═══ DATA SHOWN

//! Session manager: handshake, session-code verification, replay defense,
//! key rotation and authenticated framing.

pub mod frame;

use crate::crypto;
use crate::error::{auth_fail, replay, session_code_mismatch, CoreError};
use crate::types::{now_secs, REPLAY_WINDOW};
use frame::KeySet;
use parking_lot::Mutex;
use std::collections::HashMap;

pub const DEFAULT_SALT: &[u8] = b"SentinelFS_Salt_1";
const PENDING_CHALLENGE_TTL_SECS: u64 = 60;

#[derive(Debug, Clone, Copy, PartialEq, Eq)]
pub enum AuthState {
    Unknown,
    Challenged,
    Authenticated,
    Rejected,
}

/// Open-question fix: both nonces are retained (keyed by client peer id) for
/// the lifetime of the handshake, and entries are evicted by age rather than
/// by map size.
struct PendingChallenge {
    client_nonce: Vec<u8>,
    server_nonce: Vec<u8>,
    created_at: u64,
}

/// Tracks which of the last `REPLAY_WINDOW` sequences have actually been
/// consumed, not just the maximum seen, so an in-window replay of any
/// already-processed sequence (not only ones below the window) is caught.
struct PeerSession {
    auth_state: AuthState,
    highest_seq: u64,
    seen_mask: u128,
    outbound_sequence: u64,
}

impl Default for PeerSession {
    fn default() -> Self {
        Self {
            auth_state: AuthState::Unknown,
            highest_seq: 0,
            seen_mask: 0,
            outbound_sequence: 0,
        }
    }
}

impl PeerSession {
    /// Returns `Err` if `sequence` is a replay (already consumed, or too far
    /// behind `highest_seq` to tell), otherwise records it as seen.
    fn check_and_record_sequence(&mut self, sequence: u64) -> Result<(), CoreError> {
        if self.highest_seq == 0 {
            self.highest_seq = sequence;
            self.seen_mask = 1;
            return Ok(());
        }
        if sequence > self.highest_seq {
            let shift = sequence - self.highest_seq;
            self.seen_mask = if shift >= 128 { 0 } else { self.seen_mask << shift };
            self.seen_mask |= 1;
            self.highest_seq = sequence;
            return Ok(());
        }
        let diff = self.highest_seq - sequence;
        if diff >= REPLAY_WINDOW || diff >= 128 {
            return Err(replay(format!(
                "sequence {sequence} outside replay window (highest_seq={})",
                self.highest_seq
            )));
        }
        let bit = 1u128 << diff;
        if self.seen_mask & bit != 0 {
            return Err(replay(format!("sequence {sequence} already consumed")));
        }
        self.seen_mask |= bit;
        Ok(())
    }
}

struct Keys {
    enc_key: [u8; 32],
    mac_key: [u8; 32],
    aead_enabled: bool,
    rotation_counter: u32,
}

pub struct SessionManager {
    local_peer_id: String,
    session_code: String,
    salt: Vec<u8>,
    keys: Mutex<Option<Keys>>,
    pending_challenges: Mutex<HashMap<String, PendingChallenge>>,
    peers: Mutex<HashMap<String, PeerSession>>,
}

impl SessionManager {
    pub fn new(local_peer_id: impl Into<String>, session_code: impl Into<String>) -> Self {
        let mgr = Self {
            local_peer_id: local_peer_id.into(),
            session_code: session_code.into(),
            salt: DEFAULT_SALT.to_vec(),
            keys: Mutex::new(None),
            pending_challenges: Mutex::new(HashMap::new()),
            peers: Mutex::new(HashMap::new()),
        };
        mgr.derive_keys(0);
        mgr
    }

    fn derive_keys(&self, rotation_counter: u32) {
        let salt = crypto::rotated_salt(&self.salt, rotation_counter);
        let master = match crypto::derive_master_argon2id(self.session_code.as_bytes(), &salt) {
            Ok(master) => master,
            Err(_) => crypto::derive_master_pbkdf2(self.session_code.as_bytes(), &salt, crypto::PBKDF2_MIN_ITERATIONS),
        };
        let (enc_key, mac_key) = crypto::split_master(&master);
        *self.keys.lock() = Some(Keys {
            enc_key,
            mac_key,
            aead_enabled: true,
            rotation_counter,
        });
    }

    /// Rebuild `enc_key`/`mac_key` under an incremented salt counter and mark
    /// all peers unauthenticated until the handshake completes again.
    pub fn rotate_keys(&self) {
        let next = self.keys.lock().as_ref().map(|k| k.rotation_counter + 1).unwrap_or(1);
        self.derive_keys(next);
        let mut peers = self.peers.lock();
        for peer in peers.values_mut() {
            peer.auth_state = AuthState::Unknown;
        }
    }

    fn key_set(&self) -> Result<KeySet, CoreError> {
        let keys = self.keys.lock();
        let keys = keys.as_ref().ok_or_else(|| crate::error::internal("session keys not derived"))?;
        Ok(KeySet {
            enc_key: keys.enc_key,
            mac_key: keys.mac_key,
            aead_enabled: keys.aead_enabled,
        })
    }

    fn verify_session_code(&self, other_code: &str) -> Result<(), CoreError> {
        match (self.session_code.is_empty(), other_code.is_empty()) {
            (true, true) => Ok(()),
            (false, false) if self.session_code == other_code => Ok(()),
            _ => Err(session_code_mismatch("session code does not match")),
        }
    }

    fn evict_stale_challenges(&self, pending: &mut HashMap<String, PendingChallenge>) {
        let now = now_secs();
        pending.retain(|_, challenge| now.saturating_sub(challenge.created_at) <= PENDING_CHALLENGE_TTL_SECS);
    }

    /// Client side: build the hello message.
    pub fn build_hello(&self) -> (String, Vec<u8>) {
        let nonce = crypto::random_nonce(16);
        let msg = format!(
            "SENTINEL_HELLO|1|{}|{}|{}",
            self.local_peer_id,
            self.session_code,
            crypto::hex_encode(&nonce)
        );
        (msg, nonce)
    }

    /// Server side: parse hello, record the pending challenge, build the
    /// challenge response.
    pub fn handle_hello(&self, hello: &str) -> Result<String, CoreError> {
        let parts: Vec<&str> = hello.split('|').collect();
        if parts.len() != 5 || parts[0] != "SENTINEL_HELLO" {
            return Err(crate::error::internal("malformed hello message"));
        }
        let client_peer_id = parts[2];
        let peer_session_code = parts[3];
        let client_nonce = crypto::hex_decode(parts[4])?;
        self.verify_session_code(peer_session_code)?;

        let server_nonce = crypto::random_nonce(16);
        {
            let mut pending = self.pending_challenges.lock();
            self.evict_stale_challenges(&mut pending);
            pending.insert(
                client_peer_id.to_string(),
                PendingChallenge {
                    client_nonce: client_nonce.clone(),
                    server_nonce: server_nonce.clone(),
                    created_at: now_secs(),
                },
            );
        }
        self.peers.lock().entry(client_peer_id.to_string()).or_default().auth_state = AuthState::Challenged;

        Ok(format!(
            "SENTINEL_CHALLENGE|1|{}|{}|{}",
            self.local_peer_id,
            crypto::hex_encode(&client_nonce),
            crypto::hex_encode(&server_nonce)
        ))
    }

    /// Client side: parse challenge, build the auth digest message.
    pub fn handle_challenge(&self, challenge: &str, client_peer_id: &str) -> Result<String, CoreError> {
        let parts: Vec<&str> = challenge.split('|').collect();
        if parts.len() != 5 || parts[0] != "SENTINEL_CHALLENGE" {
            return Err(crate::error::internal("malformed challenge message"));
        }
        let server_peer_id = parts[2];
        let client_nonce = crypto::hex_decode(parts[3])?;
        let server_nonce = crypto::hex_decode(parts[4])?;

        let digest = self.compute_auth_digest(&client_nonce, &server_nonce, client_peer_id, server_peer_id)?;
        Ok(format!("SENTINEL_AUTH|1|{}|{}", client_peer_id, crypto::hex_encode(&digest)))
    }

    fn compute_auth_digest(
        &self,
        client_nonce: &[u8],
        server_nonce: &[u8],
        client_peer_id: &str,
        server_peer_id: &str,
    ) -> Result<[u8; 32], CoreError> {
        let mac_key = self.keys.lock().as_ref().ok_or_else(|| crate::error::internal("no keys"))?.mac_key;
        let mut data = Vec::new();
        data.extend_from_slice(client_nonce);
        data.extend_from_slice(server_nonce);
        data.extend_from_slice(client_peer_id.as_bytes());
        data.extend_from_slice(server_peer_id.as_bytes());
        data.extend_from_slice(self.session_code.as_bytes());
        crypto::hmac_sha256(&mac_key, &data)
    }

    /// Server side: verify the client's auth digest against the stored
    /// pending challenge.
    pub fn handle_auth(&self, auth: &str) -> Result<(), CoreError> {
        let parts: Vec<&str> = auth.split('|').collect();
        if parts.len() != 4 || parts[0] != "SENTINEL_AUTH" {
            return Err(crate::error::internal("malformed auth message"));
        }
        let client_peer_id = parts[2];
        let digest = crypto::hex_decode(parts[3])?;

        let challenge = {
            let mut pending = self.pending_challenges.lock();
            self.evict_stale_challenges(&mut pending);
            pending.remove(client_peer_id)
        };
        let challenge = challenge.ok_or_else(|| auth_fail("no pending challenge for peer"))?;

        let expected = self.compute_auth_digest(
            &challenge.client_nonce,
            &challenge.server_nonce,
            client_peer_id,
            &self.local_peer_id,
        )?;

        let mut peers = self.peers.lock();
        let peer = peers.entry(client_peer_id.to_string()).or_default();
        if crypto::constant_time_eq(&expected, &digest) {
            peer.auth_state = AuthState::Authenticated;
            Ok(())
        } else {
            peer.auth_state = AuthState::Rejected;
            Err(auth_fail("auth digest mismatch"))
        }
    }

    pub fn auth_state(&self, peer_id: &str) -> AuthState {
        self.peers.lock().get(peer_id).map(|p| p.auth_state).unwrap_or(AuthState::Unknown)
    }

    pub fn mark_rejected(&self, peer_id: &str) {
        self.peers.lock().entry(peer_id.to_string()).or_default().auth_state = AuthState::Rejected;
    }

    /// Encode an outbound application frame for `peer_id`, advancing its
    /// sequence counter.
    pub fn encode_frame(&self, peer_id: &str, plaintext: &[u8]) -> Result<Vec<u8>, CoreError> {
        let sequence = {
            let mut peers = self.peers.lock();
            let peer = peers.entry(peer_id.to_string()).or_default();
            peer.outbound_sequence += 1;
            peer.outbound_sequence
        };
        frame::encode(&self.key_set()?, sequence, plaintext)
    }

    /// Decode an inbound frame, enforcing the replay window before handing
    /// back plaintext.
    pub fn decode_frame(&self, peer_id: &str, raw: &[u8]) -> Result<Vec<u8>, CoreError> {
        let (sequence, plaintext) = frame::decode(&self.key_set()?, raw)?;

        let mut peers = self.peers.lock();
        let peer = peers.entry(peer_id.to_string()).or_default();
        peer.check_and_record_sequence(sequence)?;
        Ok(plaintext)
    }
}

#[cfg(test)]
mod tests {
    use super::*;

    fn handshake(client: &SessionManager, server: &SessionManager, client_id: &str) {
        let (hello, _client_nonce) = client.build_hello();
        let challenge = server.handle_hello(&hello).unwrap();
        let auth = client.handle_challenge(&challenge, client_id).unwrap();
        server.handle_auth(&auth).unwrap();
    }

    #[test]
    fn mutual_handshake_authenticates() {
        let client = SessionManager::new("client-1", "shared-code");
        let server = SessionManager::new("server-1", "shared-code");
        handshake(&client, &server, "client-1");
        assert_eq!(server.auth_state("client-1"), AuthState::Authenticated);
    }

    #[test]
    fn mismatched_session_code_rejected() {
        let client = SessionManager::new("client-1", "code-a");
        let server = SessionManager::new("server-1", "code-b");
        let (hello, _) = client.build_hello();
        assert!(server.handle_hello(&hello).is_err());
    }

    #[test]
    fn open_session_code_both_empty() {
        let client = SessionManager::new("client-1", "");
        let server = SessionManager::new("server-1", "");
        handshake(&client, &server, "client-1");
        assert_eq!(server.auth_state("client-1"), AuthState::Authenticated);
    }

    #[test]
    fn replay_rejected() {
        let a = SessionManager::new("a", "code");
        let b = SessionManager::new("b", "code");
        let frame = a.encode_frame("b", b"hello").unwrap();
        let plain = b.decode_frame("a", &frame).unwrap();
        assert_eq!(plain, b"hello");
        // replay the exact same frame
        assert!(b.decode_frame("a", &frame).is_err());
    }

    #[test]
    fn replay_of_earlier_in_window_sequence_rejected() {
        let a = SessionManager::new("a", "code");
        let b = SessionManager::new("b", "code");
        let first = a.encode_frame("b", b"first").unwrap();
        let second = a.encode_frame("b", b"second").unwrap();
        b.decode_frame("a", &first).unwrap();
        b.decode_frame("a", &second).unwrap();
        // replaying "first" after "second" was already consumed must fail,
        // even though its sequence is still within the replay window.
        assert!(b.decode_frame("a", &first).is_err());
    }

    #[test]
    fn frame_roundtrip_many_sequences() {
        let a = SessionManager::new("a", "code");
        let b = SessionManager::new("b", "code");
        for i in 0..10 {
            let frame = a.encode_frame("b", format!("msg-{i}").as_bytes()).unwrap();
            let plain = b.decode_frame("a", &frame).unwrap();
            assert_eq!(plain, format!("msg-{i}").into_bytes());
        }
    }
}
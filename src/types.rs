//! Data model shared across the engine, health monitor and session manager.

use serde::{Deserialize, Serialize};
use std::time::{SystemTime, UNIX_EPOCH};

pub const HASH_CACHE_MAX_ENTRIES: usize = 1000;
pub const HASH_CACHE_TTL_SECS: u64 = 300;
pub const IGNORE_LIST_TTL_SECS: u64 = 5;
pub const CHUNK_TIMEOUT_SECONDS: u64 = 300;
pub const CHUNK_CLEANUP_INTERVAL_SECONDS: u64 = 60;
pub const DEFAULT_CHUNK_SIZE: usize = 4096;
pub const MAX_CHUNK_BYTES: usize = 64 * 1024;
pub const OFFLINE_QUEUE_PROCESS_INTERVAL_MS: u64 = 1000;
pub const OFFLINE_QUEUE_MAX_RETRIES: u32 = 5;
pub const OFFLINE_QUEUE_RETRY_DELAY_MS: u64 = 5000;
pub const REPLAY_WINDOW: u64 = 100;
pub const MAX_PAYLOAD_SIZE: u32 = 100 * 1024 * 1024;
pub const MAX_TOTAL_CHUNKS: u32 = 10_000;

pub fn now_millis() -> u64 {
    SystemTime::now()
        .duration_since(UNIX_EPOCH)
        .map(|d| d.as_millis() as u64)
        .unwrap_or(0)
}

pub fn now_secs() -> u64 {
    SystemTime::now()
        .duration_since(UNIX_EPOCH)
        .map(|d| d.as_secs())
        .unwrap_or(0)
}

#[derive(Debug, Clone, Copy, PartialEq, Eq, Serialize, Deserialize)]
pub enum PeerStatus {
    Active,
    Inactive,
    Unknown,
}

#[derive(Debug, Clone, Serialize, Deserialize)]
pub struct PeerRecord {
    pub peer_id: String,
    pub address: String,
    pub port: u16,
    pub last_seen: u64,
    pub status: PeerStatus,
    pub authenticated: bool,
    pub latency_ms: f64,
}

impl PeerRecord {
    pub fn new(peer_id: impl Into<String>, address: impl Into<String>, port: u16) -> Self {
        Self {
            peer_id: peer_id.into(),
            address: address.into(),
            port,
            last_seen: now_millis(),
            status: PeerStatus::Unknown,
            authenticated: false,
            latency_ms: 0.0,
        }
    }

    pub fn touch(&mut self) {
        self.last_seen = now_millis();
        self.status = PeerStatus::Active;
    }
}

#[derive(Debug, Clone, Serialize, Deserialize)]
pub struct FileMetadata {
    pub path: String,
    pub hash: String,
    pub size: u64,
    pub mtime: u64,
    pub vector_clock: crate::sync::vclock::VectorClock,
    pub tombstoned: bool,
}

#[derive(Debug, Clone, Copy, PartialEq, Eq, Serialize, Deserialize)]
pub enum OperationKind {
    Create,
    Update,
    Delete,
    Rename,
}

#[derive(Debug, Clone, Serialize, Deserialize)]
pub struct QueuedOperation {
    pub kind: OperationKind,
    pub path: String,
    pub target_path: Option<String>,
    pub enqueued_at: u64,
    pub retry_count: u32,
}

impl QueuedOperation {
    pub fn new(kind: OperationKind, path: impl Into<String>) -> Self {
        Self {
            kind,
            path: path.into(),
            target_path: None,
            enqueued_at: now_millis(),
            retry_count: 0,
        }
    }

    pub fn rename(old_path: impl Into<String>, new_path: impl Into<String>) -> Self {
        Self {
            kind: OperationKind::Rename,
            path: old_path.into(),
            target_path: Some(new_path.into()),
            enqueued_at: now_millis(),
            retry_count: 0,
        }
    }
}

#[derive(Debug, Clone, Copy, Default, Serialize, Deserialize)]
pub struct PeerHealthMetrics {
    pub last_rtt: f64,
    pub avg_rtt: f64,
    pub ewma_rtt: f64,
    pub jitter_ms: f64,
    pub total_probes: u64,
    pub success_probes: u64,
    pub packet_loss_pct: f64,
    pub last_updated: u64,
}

══════

TASK DIRECTIONS —
Copy each line of the records that contains the word "Option".

REPLY —
    keys: Mutex<Option<Keys>>,
    pub target_path: Option<String>,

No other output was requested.